On Monday, Nasdaq-listed Helius Medical Technologies announced the launch of a $500 million corporate treasury initiative built around the Solana token (SOL), signaling more corporate crypto adoption.
A day later, Standard Chartered’s venture arm, SC Ventures, announced plans to raise $250 million in capital for a digital asset investment fund, set to launch in 2026 and backed by Middle East investors with a focus on global investment opportunities.

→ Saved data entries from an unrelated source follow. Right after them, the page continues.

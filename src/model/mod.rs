pub mod config;
pub mod profile;
pub mod task;
pub mod task_list;

pub use config::*;
pub use profile::*;
pub use task::*;
pub use task_list::*;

On the regulatory front, the US Securities and Exchange Commission (SEC) issued new generic listing standards meant to speed up reviews for spot crypto exchange-traded funds (ETFs) on exchanges including the Nasdaq, NYSE Arca and Cboe BZX.
The SEC approved the new standards along with Grayscale’s Digital Large Cap Fund (GLDC), which marks the approval of the first multi-asset crypto exchange-traded product (ETP) in the US.
Nasdaq-listed Helius announces $500 million funding for Solana treasury
Nasdaq-listed Helius Medical Technologies is launching a $500 million corporate treasury reserve built around Solana, making it one of the largest Solana-focused treasury initiatives to date.
The company announced Monday that it priced an oversubscribed private investment in public equity (PIPE) offering of common stock at $6.88 per share, along with stapled warrants exercisable at $10.12 for three years. The deal includes $500 million in equity and up to $750 million in warrants, assuming full exercise.
Helius said it will use the net proceeds of the offering to establish a crypto treasury strategy with the Solana (SOL) token as its main reserve asset. The company said it will “significantly scale holdings over the next 12-24 months via best-in-class capital markets program incorporating ATM sales and other proven strategies.”
Helius will also explore staking and lending opportunities within the Solana ecosystem to generate additional revenue from the SOL treasury, while maintaining a “conservative” risk profile, it said.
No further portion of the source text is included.